A friend with a similar horrible relationship experience wrote to me recently and asked, “How do we trust, you and I? How do we trust anyone after what happened to us?” My answer? Step-by-step, and I don’t know. I really don’t know. Having a partner who obviously loves and adores me for me, and sometimes nibbles on me to demonstrate those emotions, helps immensely.
For the first couple of years after I left—the bad relationship, the city, the state—I watched over my shoulder. I had nightmares every night and I doubted my reality, my surroundings, every day. I’m still constantly managing symptoms of PTSD and depression, but… I’m happy. I do love and I do trust. I’ve worked hard to retain and build on the capacity for both. I would have done so had I remained single after leaving a bad situation, but I ended up honing those traits with Mitchell.
For any of you who have lived or do live in an abusive relationship, I wish to send unconditional love and support to you. Every situation is different, and I can’t tell you how to resolve yours. I’m still not sure how exactly I left mine, and I haven’t completely finished resolving it. I can tell you that you aren’t alone, and that it is never too late to leave. I reconnected with several friends who made themselves available for caring conversations and lugging boxes filled with possessions.
I am really lucky. I wear another type of ring now. Actually, I wear two, and each has its significance. The recycled silver ring on the left hand is my wedding band, which represents my trust in Mitchell, his trust in me, and the promises we made to each other on September 17th. The silver circle on the right is my engagement band, which Mitchell and I bought before I traveled to Chile for three months earlier this year. Originally, the ring meant something about love and connection, but now I see it somewhat differently—I view it as a sign of reclaiming my faith and trust in me.
Just as the meanings of these rings are not static, neither is the definition of marriage.
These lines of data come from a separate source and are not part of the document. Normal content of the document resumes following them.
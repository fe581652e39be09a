use serde_derive::Deserialize;

use crate::error::Result;

/// Tunable timing knobs for a [`crate::raft::Node`].
///
/// Defaults match spec-prescribed values: a heartbeat strictly less than
/// half the minimum election timeout, so a live leader always reaches
/// every follower before any follower's timer can fire.
#[derive(Debug, Clone, Deserialize)]
#[serde(default)]
pub struct RaftConfig {
    /// Minimum election timeout, in milliseconds.
    pub min_election_timeout_ms: u64,
    /// Width of the randomized range added on top of the minimum, in
    /// milliseconds.
    pub election_timeout_range_ms: u64,
    /// Interval between leader heartbeats, in milliseconds.
    pub heartbeat_interval_ms: u64,
}

impl Default for RaftConfig {
    fn default() -> Self {
        RaftConfig {
            min_election_timeout_ms: 250,
            election_timeout_range_ms: 200,
            heartbeat_interval_ms: 100,
        }
    }
}

impl RaftConfig {
    /// Loads configuration from an optional file, overridden by
    /// `DISTCORE_*` environment variables, falling back to defaults
    /// for anything unset.
    pub fn load(file: Option<&str>) -> Result<Self> {
        let defaults = RaftConfig::default();
        let mut builder = config::Config::builder()
            .set_default("min_election_timeout_ms", defaults.min_election_timeout_ms)?
            .set_default(
                "election_timeout_range_ms",
                defaults.election_timeout_range_ms,
            )?
            .set_default("heartbeat_interval_ms", defaults.heartbeat_interval_ms)?;

        if let Some(file) = file {
            builder = builder.add_source(config::File::with_name(file).required(false));
        }
        builder = builder.add_source(config::Environment::with_prefix("DISTCORE"));

        Ok(builder.build()?.try_deserialize()?)
    }
}
use futures::future::BoxFuture;
use futures::FutureExt;
use tonic::transport::Channel;

use crate::error::{Error, Result};
use crate::raft::proto::raft_service_client::RaftServiceClient;
use crate::raft::proto::{AppendEntriesArgs, AppendEntriesReply, RequestVoteArgs, RequestVoteReply};

/// The peer-to-peer side of the RPC surface: what `Campaign` and the
/// leader's heartbeat sender call to reach another peer. A trait rather
/// than a concrete `tonic` client so tests can wire peers together
/// in-process without a real transport (transport simulation is a named
/// collaborator, out of this crate's scope — spec.md §1).
pub trait RaftPeerRpc: Send + Sync {
    fn request_vote(&self, args: RequestVoteArgs) -> BoxFuture<'_, Result<RequestVoteReply>>;
    fn append_entries(&self, args: AppendEntriesArgs) -> BoxFuture<'_, Result<AppendEntriesReply>>;
}

/// A thin wrapper around the generated `tonic` client, in the same
/// shape as the teacher's `raft::client::KvClient` — holds a cloneable
/// channel-backed client and exposes typed async methods — but wired to
/// the peer-to-peer `RequestVote`/`AppendEntries` surface instead of a
/// session-based client API (session/register/execute semantics are out
/// of this spec's scope).
#[derive(Clone)]
pub struct PeerClient {
    inner: RaftServiceClient<Channel>,
}

impl PeerClient {
    pub fn new(channel: Channel) -> PeerClient {
        PeerClient { inner: RaftServiceClient::new(channel) }
    }
}

impl RaftPeerRpc for PeerClient {
    fn request_vote(&self, args: RequestVoteArgs) -> BoxFuture<'_, Result<RequestVoteReply>> {
        let mut client = self.inner.clone();
        async move {
            client
                .request_vote(args)
                .await
                .map(|resp| resp.into_inner())
                .map_err(Error::from)
        }
        .boxed()
    }

    fn append_entries(&self, args: AppendEntriesArgs) -> BoxFuture<'_, Result<AppendEntriesReply>> {
        let mut client = self.inner.clone();
        async move {
            client
                .append_entries(args)
                .await
                .map(|resp| resp.into_inner())
                .map_err(Error::from)
        }
        .boxed()
    }
}
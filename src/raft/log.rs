use serde_derive::{Deserialize, Serialize};

/// A single entry in a peer's replicated log.
///
/// `index` is dense starting from 1; index 0 is reserved for the
/// sentinel entry that every log carries so prev-log comparisons never
/// need a special case for an empty log.
#[derive(Debug, Clone, PartialEq, Serialize, Deserialize)]
pub struct LogEntry {
    pub index: u64,
    pub term: u64,
    pub command: Vec<u8>,
}

impl LogEntry {
    fn sentinel() -> LogEntry {
        LogEntry { index: 0, term: 0, command: Vec::new() }
    }
}

/// An ordered sequence of [`LogEntry`] values, always carrying the
/// sentinel at position 0 (invariant I5).
#[derive(Debug, Clone, PartialEq, Serialize, Deserialize)]
pub struct Log {
    entries: Vec<LogEntry>,
}

impl Default for Log {
    fn default() -> Self {
        Log::new()
    }
}

impl Log {
    pub fn new() -> Log {
        Log { entries: vec![LogEntry::sentinel()] }
    }

    /// Reconstructs a log from entries already including the sentinel.
    /// Used by [`crate::raft::persister::Persister`] restoration.
    pub fn from_entries(entries: Vec<LogEntry>) -> Log {
        debug_assert_eq!(entries.first().map(|e| e.index), Some(0));
        Log { entries }
    }

    pub fn entries(&self) -> &[LogEntry] {
        &self.entries
    }

    pub fn last_index(&self) -> u64 {
        self.entries.last().expect("log always has a sentinel").index
    }

    pub fn last_term(&self) -> u64 {
        self.entries.last().expect("log always has a sentinel").term
    }

    pub fn get(&self, index: u64) -> Option<&LogEntry> {
        self.entries.get(index as usize)
    }

    /// Appends a new entry with the given term and command, returning
    /// its index.
    pub fn append(&mut self, term: u64, command: Vec<u8>) -> u64 {
        let index = self.last_index() + 1;
        self.entries.push(LogEntry { index, term, command });
        index
    }

    /// Entries whose index is strictly greater than `from`.
    pub fn entries_from(&self, from: u64) -> &[LogEntry] {
        let start = (from + 1).min(self.entries.len() as u64) as usize;
        &self.entries[start..]
    }

    /// The Raft "up-to-date" rule: is a candidate whose log ends at
    /// `(candidate_last_term, candidate_last_index)` at least as
    /// up-to-date as this log?
    pub fn is_candidate_up_to_date(&self, candidate_last_term: u64, candidate_last_index: u64) -> bool {
        let our_last_term = self.last_term();
        let our_last_index = self.last_index();
        candidate_last_term > our_last_term
            || (candidate_last_term == our_last_term && candidate_last_index >= our_last_index)
    }
}
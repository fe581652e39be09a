//! Two coordination cores that share a concurrency discipline:
//! replicated-log leader election (`raft`) and dynamic-worker task
//! dispatch (`mapreduce`). See spec.md §1 for the shared rationale —
//! both are concurrent state machines coordinating over lossy RPC, with
//! timeouts, retries, and ordering guarantees.

pub mod config;
pub mod error;
pub mod mapreduce;
pub mod raft;
//! The MapReduce task scheduler: a two-phase task dispatcher that
//! multiplexes a dynamic stream of worker addresses against a fixed set
//! of tasks, retrying failed tasks on other workers and returning once
//! every task has succeeded exactly once (spec.md §1, §4.4).

mod scheduler;
mod task;
mod worker_pool;

pub use scheduler::{schedule, WorkerTransport};
pub use task::{reduce_file_name, Phase, TaskDescriptor};
pub use worker_pool::WorkerPool;
use std::sync::Arc;
use std::time::Duration;

use futures::stream::FuturesUnordered;
use futures::StreamExt;

use crate::raft::node::Node;
use crate::raft::proto::RequestVoteArgs;

/// How one election round ended.
pub enum CampaignOutcome {
    /// Strict majority of the full cluster granted their vote.
    Won,
    /// A higher term was observed, or a valid leader's heartbeat
    /// arrived mid-campaign; the peer has already stepped down.
    SteppedDown,
    /// The per-election deadline elapsed without a majority and
    /// without a newer term being observed; the caller should retry
    /// with a fresh randomized backoff.
    Undecided,
}

/// Orchestrates one election round for `term`, grounded in the
/// teacher's `Raft::solicit_votes` (`FuturesUnordered` fan-out over
/// peer clients), generalized to the full policy in spec.md §4.3:
/// strict majority of the cluster size `N` (fixing the majority-of-
/// responders bug), early termination on a higher observed term or an
/// external cancel, and no double-counted or leaked replies.
pub async fn run_campaign_round(node: Arc<Node>, term: u64) -> CampaignOutcome {
    // Drain any stale cancel signal left over from a previous round so
    // it can't spuriously abort this one (the signal is a single-slot,
    // lossy flag — see spec.md §9).
    node.drain_stale_campaign_cancel();

    let (last_log_index, last_log_term) = {
        let state = node.state.lock().await;
        (state.log.last_index(), state.log.last_term())
    };

    let cluster_size = node.peers.len() as u64 + 1;
    let quorum = cluster_size / 2 + 1;
    let mut granted: u64 = 1; // ourself
    if granted >= quorum {
        // Cluster of size 1 (B2): win immediately, no peers to ask.
        return CampaignOutcome::Won;
    }

    let args = RequestVoteArgs {
        term,
        candidate_id: node.me,
        last_log_index,
        last_log_term,
    };

    let mut pending = FuturesUnordered::new();
    for peer in &node.peers {
        let peer = peer.clone();
        let args = args.clone();
        pending.push(async move { peer.request_vote(args).await });
    }

    let deadline = tokio::time::sleep(Duration::from_millis(node.config.min_election_timeout_ms));
    tokio::pin!(deadline);

    loop {
        tokio::select! {
            biased;

            _ = node.campaign_cancel.notified() => {
                return CampaignOutcome::SteppedDown;
            }
            reply = pending.next() => {
                match reply {
                    None => return CampaignOutcome::Undecided,
                    Some(Ok(reply)) => {
                        if reply.term > term {
                            let mut state = node.state.lock().await;
                            state.observe_term(reply.term);
                            return CampaignOutcome::SteppedDown;
                        }
                        if reply.vote_granted {
                            granted += 1;
                            if granted >= quorum {
                                return CampaignOutcome::Won;
                            }
                        }
                        // A reply that neither raises the term nor
                        // grants the vote changes nothing (transient
                        // RPC failures are likewise ignored — spec.md §7).
                    }
                    Some(Err(_)) => {
                        // Transient RPC failure: ignored, retried next tick by
                        // the outer election clock, never surfaced (spec.md §7).
                    }
                }
            }
            _ = &mut deadline => {
                return CampaignOutcome::Undecided;
            }
        }
    }
}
When I was with the ex-lover, my idea of wife resided somewhere between that feeling you get when that don’t quite know what a word means and the pain of holding your hand in a bucket of ice water. With these rings, with this marriage to Mitchell, I reclaim the word wife. I redefine the word to include the trust I require in taking a long journey with a life partner. Not just any life partner, but this awesome, lovely guy who makes me believe in the future. Who gives me space, provides me with loving cuddles, plans the perfect wedding day with me, and stays with me in a Dr. Seuss room on our honeymoon.